[Libre-soc-bugs] [Bug 1135] add FPSCR and Rounding classes to ieee754fpu

bugzilla-daemon at libre-soc.org bugzilla-daemon at libre-soc.org
Fri Aug 11 13:05:49 BST 2023


https://bugs.libre-soc.org/show_bug.cgi?id=1135

--- Comment #12 from Luke Kenneth Casson Leighton <lkcl at lkcl.net> ---
(In reply to Jacob Lifshay from comment #6)

> will take at least *192 cycles*, no matter *how wide the SIMD units

not a problem at all for TestIssuer which ony issues one element at a time 

TestIssuer is the sole primary focus of this task.


> basically every other OoO cpu has the sticky bits handled specially for
> exactly the reason that I explained above.

at the regfile an ORing may be performed instead of a "set".
this is NOT your problem to immediately deal with.

i repeat again: we need a WORKING implementation NOT repeat NOT
i repeat again NOT a FAST implementation.


> can be done for many insns per clock, the slow part is *reading* from that
> special accumulation hardware, because the cpu has to wait for *all* prior
> fp ops to complete first, often doing a full cpu flush.

again please LISTEN. other CPUs are NOT IMPORTANT. you keep doing
this.  it is TOO COMPLEX for the size of the Grant work to do
both "first implementation" **AND** "FAST OPTIMAL implementation".

please LISTEN, follow my directions and guidance, and do not argue.

i have told you many many that you are unable to properly do time
and budget scoping, last time was *literally* 36 hours ago and you
are literally within 36 hours attempting to massively expand
the scope far beyond what the available budget can handle.

STOP IT!!!


> that's exactly what we need much later, though for now we can just use
> dependency chains and just have really slow fp.

correct.  get results, get paid, make NLnet look good, EU is happy to
give them more money, we apply and get it.


> that doesn't really work

it works perfectly: yet again however you are attempting to change
the scope from "A Working First Implementation" to "A massively
complex heavily-optimised implementation".

*please stop doing that*/

> because, unlike OE=1 which is usually switched off,
> *all* fp computation ops *always* generate sticky bits outputs, that need to
> be or-ed into FPSCR.

that can be done LATER.  **NOT NOW**. it is a complex task on its own
and if we do not have WORKING code first it is TOO MUCH.
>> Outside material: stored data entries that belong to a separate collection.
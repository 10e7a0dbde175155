//! Double-submit CSRF protection for cookie sessions
//!
//! Authenticated safe requests receive a fresh token in the `X-CSRF-Token`
//! header and a script-readable `csrf_token` cookie. Authenticated mutating
//! requests must echo the cookie value in the header, and the token must
//! verify against the caller's session. Requests without a session pass.

use actix_web::cookie::{time::Duration as CookieDuration, Cookie, SameSite};
use actix_web::dev::{forward_ready, Service, ServiceRequest, ServiceResponse, Transform};
use actix_web::http::header::{HeaderName, HeaderValue};
use actix_web::http::Method;
use actix_web::{Error, HttpMessage};
use futures::future::{ready, LocalBoxFuture, Ready};
use std::rc::Rc;
use std::sync::Arc;
use tracing::{debug, warn};

use crate::csrf::CsrfTokens;
use crate::error::AppError;
use crate::middleware::session::SessionToken;

pub const CSRF_HEADER: &str = "x-csrf-token";
pub const CSRF_COOKIE: &str = "csrf_token";

fn is_safe(method: &Method) -> bool {
    matches!(*method, Method::GET | Method::HEAD | Method::OPTIONS)
}

pub fn csrf_cookie(token: &str, max_age_secs: i64, secure: bool) -> Cookie<'static> {
    Cookie::build(CSRF_COOKIE, token.to_string())
        .path("/")
        .http_only(false)
        .secure(secure)
        .same_site(SameSite::Lax)
        .max_age(CookieDuration::seconds(max_age_secs))
        .finish()
}

/// Check a mutating request's header/cookie pair against the session
fn check_request(
    tokens: &CsrfTokens,
    req: &ServiceRequest,
    session_token: &str,
    now: i64,
) -> Result<(), AppError> {
    let header = req
        .headers()
        .get(CSRF_HEADER)
        .and_then(|v| v.to_str().ok())
        .ok_or_else(|| AppError::Forbidden("missing CSRF token".to_string()))?;
    let cookie = req
        .cookie(CSRF_COOKIE)
        .ok_or_else(|| AppError::Forbidden("missing CSRF cookie".to_string()))?;

    if cookie.value() != header {
        return Err(AppError::Forbidden("CSRF token mismatch".to_string()));
    }

    tokens
        .verify(header, session_token, now)
        .map_err(|e| AppError::Forbidden(e.to_string()))
}

pub struct CsrfMiddleware {
    tokens: Arc<CsrfTokens>,
    secure_cookie: bool,
}

impl CsrfMiddleware {
    pub fn new(tokens: Arc<CsrfTokens>, secure_cookie: bool) -> Self {
        Self {
            tokens,
            secure_cookie,
        }
    }
}

impl<S, B> Transform<S, ServiceRequest> for CsrfMiddleware
where
    S: Service<ServiceRequest, Response = ServiceResponse<B>, Error = Error> + 'static,
    S::Future: 'static,
    B: 'static,
{
    type Response = ServiceResponse<B>;
    type Error = Error;
    type InitError = ();
    type Transform = CsrfMiddlewareService<S>;
    type Future = Ready<Result<Self::Transform, Self::InitError>>;

    fn new_transform(&self, service: S) -> Self::Future {
        ready(Ok(CsrfMiddlewareService {
            service: Rc::new(service),
            tokens: self.tokens.clone(),
            secure_cookie: self.secure_cookie,
        }))
    }
}

pub struct CsrfMiddlewareService<S> {
    service: Rc<S>,
    tokens: Arc<CsrfTokens>,
    secure_cookie: bool,
}

impl<S, B> Service<ServiceRequest> for CsrfMiddlewareService<S>
where
    S: Service<ServiceRequest, Response = ServiceResponse<B>, Error = Error> + 'static,
    S::Future: 'static,
    B: 'static,
{
    type Response = ServiceResponse<B>;
    type Error = Error;
    type Future = LocalBoxFuture<'static, Result<Self::Response, Self::Error>>;

    forward_ready!(service);

    fn call(&self, req: ServiceRequest) -> Self::Future {
        let service = self.service.clone();
        let tokens = self.tokens.clone();
        let secure_cookie = self.secure_cookie;

        Box::pin(async move {
            let session = req.extensions().get::<SessionToken>().cloned();
            let Some(SessionToken(session_token)) = session else {
                return service.call(req).await;
            };

            let now = chrono::Utc::now().timestamp();
            let safe = is_safe(req.method());

            if !safe {
                if let Err(e) = check_request(&tokens, &req, &session_token, now) {
                    warn!(method = %req.method(), path = %req.path(), "CSRF check failed: {}", e);
                    return Err(e.into());
                }
                return service.call(req).await;
            }

            let mut res = service.call(req).await?;

            let token = tokens.issue(&session_token, now);
            match HeaderValue::from_str(&token) {
                Ok(value) => {
                    res.headers_mut()
                        .insert(HeaderName::from_static(CSRF_HEADER), value);
                }
                Err(e) => warn!("Invalid CSRF header value: {}", e),
            }
            let cookie = csrf_cookie(&token, tokens.ttl_secs(), secure_cookie);
            if let Err(e) = res.response_mut().add_cookie(&cookie) {
                warn!("Failed to set CSRF cookie: {}", e);
            }
            debug!("Issued CSRF token");

            Ok(res)
        })
    }
}

#[cfg(test)]
mod tests {
    use super::*;
    use crate::middleware::session::tests::StubValidator;
    use crate::middleware::session::{SessionMiddleware, SESSION_COOKIE};
    use actix_web::{test, web, App, HttpResponse};
    use std::collections::HashMap;
    use uuid::Uuid;

    const SESSION: &str = "session-token";

    fn tokens() -> Arc<CsrfTokens> {
        Arc::new(CsrfTokens::new(b"csrf-test-secret-csrf-test-secret", 3600).unwrap())
    }

    macro_rules! app {
        () => {{
            let mut sessions = HashMap::new();
            sessions.insert(SESSION.to_string(), Uuid::new_v4());
            test::init_service(
                App::new()
                    .wrap(CsrfMiddleware::new(tokens(), false))
                    .wrap(SessionMiddleware::new(Arc::new(StubValidator(Some(sessions)))))
                    .route("/things", web::get().to(HttpResponse::Ok))
                    .route("/things", web::post().to(HttpResponse::Created)),
            )
            .await
        }};
    }

    fn status_of<B>(result: Result<ServiceResponse<B>, Error>) -> actix_web::http::StatusCode {
        match result {
            Ok(resp) => resp.status(),
            Err(e) => e.as_response_error().status_code(),
        }
    }

    #[actix_web::test]
    async fn test_authenticated_get_issues_token() {
        let app = app!();
        let req = test::TestRequest::get()
            .uri("/things")
            .cookie(Cookie::new(SESSION_COOKIE, SESSION))
            .to_request();
        let resp = test::call_service(&app, req).await;

        assert_eq!(resp.status(), 200);
        let header = resp.headers().get(CSRF_HEADER).unwrap().to_str().unwrap();
        let cookie = resp
            .response()
            .cookies()
            .find(|c| c.name() == CSRF_COOKIE)
            .unwrap();
        assert_eq!(cookie.value(), header);
        assert_eq!(cookie.http_only(), Some(false));
        let now = chrono::Utc::now().timestamp();
        assert!(tokens().verify(header, SESSION, now).is_ok());
    }

    #[actix_web::test]
    async fn test_anonymous_requests_pass_without_token() {
        let app = app!();
        let req = test::TestRequest::get().uri("/things").to_request();
        let resp = test::call_service(&app, req).await;
        assert!(resp.headers().get(CSRF_HEADER).is_none());

        let req = test::TestRequest::post().uri("/things").to_request();
        assert_eq!(test::call_service(&app, req).await.status(), 201);
    }

    #[actix_web::test]
    async fn test_mutation_without_token_forbidden() {
        let app = app!();
        let req = test::TestRequest::post()
            .uri("/things")
            .cookie(Cookie::new(SESSION_COOKIE, SESSION))
            .to_request();
        assert_eq!(status_of(test::try_call_service(&app, req).await), 403);
    }

    #[actix_web::test]
    async fn test_mutation_with_mismatched_token_forbidden() {
        let app = app!();
        let now = chrono::Utc::now().timestamp();
        let token = tokens().issue(SESSION, now);
        let other = tokens().issue("someone-else", now);

        let req = test::TestRequest::post()
            .uri("/things")
            .cookie(Cookie::new(SESSION_COOKIE, SESSION))
            .cookie(Cookie::new(CSRF_COOKIE, token))
            .insert_header((CSRF_HEADER, other.clone()))
            .to_request();
        assert_eq!(status_of(test::try_call_service(&app, req).await), 403);

        // Header and cookie agree but belong to another session
        let req = test::TestRequest::post()
            .uri("/things")
            .cookie(Cookie::new(SESSION_COOKIE, SESSION))
            .cookie(Cookie::new(CSRF_COOKIE, other.clone()))
            .insert_header((CSRF_HEADER, other))
            .to_request();
        assert_eq!(status_of(test::try_call_service(&app, req).await), 403);
    }

    #[actix_web::test]
    async fn test_mutation_with_valid_token_proceeds() {
        let app = app!();
        let token = tokens().issue(SESSION, chrono::Utc::now().timestamp());

        let req = test::TestRequest::post()
            .uri("/things")
            .cookie(Cookie::new(SESSION_COOKIE, SESSION))
            .cookie(Cookie::new(CSRF_COOKIE, token.clone()))
            .insert_header((CSRF_HEADER, token))
            .to_request();
        assert_eq!(status_of(test::try_call_service(&app, req).await), 201);
    }

    #[actix_web::test]
    async fn test_expired_token_forbidden() {
        let app = app!();
        let stale = tokens().issue(SESSION, chrono::Utc::now().timestamp() - 7200);

        let req = test::TestRequest::post()
            .uri("/things")
            .cookie(Cookie::new(SESSION_COOKIE, SESSION))
            .cookie(Cookie::new(CSRF_COOKIE, stale.clone()))
            .insert_header((CSRF_HEADER, stale))
            .to_request();
        assert_eq!(status_of(test::try_call_service(&app, req).await), 403);
    }
}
> >   - however if set then you pass through the copy of the FPSCR bits
> >     right the way through all pipeline stages.
> 
> I'm planning on just passing the FPSCR parts through the pipeline stages,
> modifying the parts as needed.

perfect.

please REMOVE all and QNY mention of "speculative execution" from
comment #0.

that is a FOLLOWON task that will require its own special extremely
LARGE budget.


> I'm simplifying slightly since I don't want to write 10 pages of text:
> SO/CA[32]/OV[32] are passed as inputs from registers/dependency-tracking to
> all relevant ALUs, those ALUs check OE=1, which if set, then they or-in
> their overflow output and signal that SO/OV[32] need to be written.

yes. i think you missed that every output is a "Data Record" which has
a data member and an ok member....

> dependency tracking then checks if the output is set as written 

the "ok" flag, yes. you didn't miss it, awesome.

> and if so
> delays until the output is computed, then writes that output to the
> registers and/or other insn inputs as necessary. if the output is not set as
> written (computable at decode time,

it isn't.  it's computable *whether* it *could* be set.

> but i think we delay for some insns),
> then the dependency tracking uses the old SO/OV[32]/CA[32] and forwards that
> from registers/etc. to later insns.

that's way into the future.

TestIssuer simply goes, when the result pops out (NextControl ready flag)
"erm was the ok flag set, if so i'll just request a write to the regfile"
and if thereare no outstanding writes left, TestIssuer is ONLY THEN
permitted to even FETCH the next instruction, let alone decode it.

and that gets us the money and it was a lot less work.

----

(future work ONLY, thoroughly out of scope for this task):

one trick you missed above for FPSCR "sticky" bits (and i have not had
time to put this into XER.SO yet, either): if the XER.SO flag is
already set YOU DO NOT NEED TO WRITE IT.

therefore you can REMOVE that Write-Hazard entirely.

the "problem" you describe about how sticky bits would slow things
down is *only* the case if that bit is clear at the time of issue,
and some ORing at periodic intervals (defined in part by the maximum
size of the Shadow Matrix) takes care of the other cases.

but again i repeat again i repeat AGAIN:

under NO CIRCUMSTANCES attempt to implement that right now.

get everything working under TestIssuer only, and please remove
all mention of "speculation" from this task.  it is however
good that you understand the problem and the future direction.